Congresos y reuniones científicas
Título:
PDL1-expressing B cells from mice infected with Trypanosoma cruzi suppress TNF production in vitro by a cell-contact mediated mechanism
Autor/es:
GOROSITO SERRAN, MELISA; TOSELLO BOARI, JIMENA; RAMELLO, MARIA CECILIA; FIOCCA VERNENGO, FACUNDO; BECCARIA, CRISTIAN G; MONTES, CAROLINA L; ACOSTA RODRIGUEZ E V; GRUPPI, ADRIANA
Reunión:
Congreso; IV LASID Meeting, LXIII Argentinean Immunology Society Meeting ? II French Argentinean Immunology Meeting-; 2015
Resumen:
Background: Our previous results showed that activated B cells and Plasma cells generated during Trypanosoma cruzi infection have high expression of the inhibitory molecule PD-L1. Methods and results: To evaluate the possible function of these cells in regulating effector immune responses, splenocytes from infected mice were depleted from B cells through magnetic negative selection and the non-B cell fraction (NonBF) obtained was cultured alone or with purified B cells (ratio 1:1) in the presence of T. cruzi antigens.
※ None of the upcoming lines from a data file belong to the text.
/// Quadrature rule on the `d`-simplex
///
/// `bary` holds one row of `d + 1` barycentric coordinates per point;
/// `points` drops the first (redundant) coordinate. Weights sum to one.
#[derive(Debug, Clone, PartialEq)]
pub struct SimplexRule<T> {
    /// Scheme label, e.g. `Walkington(5)`
    pub name: String,
    /// Spatial dimension
    pub dim: usize,
    /// Polynomial degree integrated exactly
    pub degree: usize,
    /// Barycentric points, shape `(n, d + 1)`
    pub bary: Array2<T>,
    /// Barycentric points without the first coordinate, shape `(n, d)`
    pub points: Array2<T>,
    /// Normalized weights, one per point
    pub weights: Array1<T>,
}

impl<T: Scalar> SimplexRule<T> {
    /// Build a Walkington rule.
    ///
    /// # Panics
    /// If `index` is not one of 1, 2, 3, 5, 7, or if the scheme uses an
    /// orbit that is undefined in dimension `d` (schemes 5 and 7 need
    /// `d ∈ {2, 3}` and `d = 3` respectively).
    pub fn walkington<A>(d: usize, index: usize, arith: &A) -> Self
    where
        A: Arithmetic<Scalar = T>,
    {
        match Self::try_walkington(d, index, arith) {
            Ok(rule) => rule,
            Err(err) => panic!("{err}"),
        }
    }

    /// Build a Walkington rule, reporting unsupported input as an error.
    pub fn try_walkington<A>(d: usize, index: usize, arith: &A) -> Result<Self>
    where
        A: Arithmetic<Scalar = T>,
    {
        let scheme = Scheme::validate(index, d)?;

        let data = normalized_orbits(scheme, d, arith);
        let (bary, mut weights) = untangle(&data)?;

        // Already one in exact arithmetic; removes float rounding otherwise.
        let total = weights.iter().cloned().fold(T::zero(), |acc, w| acc + w);
        weights.mapv_inplace(|w| w / total.clone());

        let points = bary.slice(s![.., 1..]).to_owned();

        let rule = Self {
            name: scheme.name(),
            dim: d,
            degree: scheme.degree(),
            bary,
            points,
            weights,
        };

        log::debug!(
            "{}: d={}, {} points, degree {}, {:?} arithmetic",
            rule.name,
            d,
            rule.num_points(),
            rule.degree,
            arith.mode()
        );
        if !rule.points_inside_simplex() {
            log::warn!(
                "{} in dimension {} has points outside the simplex",
                rule.name,
                d
            );
        }

        Ok(rule)
    }

    /// Number of quadrature points
    pub fn num_points(&self) -> usize {
        self.weights.len()
    }

    /// Iterator over `(barycentric point, weight)` pairs
    pub fn iter(&self) -> impl Iterator<Item = (ArrayView1<'_, T>, &T)> {
        self.bary.rows().into_iter().zip(self.weights.iter())
    }

    /// Whether every barycentric coordinate is non-negative
    pub fn points_inside_simplex(&self) -> bool {
        self.bary.iter().all(|x| x.as_f64() >= -INSIDE_TOL)
    }

    /// Whether some weight is negative
    pub fn has_negative_weights(&self) -> bool {
        self.weights.iter().any(|w| w.as_f64() < 0.0)
    }

    /// Evaluate into `f64`
    pub fn to_f64(&self) -> SimplexRule<f64> {
        SimplexRule {
            name: self.name.clone(),
            dim: self.dim,
            degree: self.degree,
            bary: self.bary.mapv(|x| x.as_f64()),
            points: self.points.mapv(|x| x.as_f64()),
            weights: self.weights.mapv(|x| x.as_f64()),
        }
    }
}

/// A rule in whichever arithmetic was requested at runtime.
#[derive(Debug, Clone, PartialEq)]
pub enum AnyRule {
    Float(SimplexRule<f64>),
    Exact(SimplexRule<QuadraticSurd>),
}

impl AnyRule {
    pub fn name(&self) -> &str {
        match self {
            AnyRule::Float(r) => &r.name,
            AnyRule::Exact(r) => &r.name,
        }
    }

    pub fn dim(&self) -> usize {
        match self {
            AnyRule::Float(r) => r.dim,
            AnyRule::Exact(r) => r.dim,
        }
    }

    pub fn degree(&self) -> usize {
        match self {
            AnyRule::Float(r) => r.degree,
            AnyRule::Exact(r) => r.degree,
        }
    }

    pub fn num_points(&self) -> usize {
        match self {
            AnyRule::Float(r) => r.num_points(),
            AnyRule::Exact(r) => r.num_points(),
        }
    }

    pub fn mode(&self) -> ArithmeticMode {
        match self {
            AnyRule::Float(_) => ArithmeticMode::Float,
            AnyRule::Exact(_) => ArithmeticMode::Exact,
        }
    }

    /// Evaluate into `f64`
    pub fn to_f64(&self) -> SimplexRule<f64> {
        match self {
            AnyRule::Float(r) => r.clone(),
            AnyRule::Exact(r) => r.to_f64(),
        }
    }
}

/// Build Walkington rule `index` in dimension `d`.
///
/// # Panics
/// Same conditions as [`SimplexRule::walkington`].
pub fn walkington(d: usize, index: usize, mode: ArithmeticMode) -> AnyRule {
    match try_walkington(d, index, mode) {
        Ok(rule) => rule,
        Err(err) => panic!("{err}"),
    }
}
The concentration of effector cytokines TNF, IFNg and IL10 were measured by ELISA in the culture supernatants. We found that the NonBF produced high levels of TNF after antigen stimulation, which decreased when B cells were added to the culture. No changes were observed in IFNg and IL10 concentrations. The inhibition of TNF production by B cells was reverted when the PD-1/PD-L1 pathway was blocked using an anti-PD-L1 antibody but not in the presence of the isotype control. Furthermore, we observed that B cells failed to inhibit TNF production by NonBF when cell-to-cell contact was blocked by a transwell system. Finally, by immunofluorescence we determined that plasma cells with high expression of PD-L1 coexpressed CD11c and were localized in extrafolicular focii of the spleen of infected mice, suggesting they are short-lived plasma cells. Conclusion: Our data indicate that B cells/plasma cells from T. cruzi infected mice could regulate TNF secretion through PD-L1 by a mechanism dependent on cell-to cell independent on cytokine-production.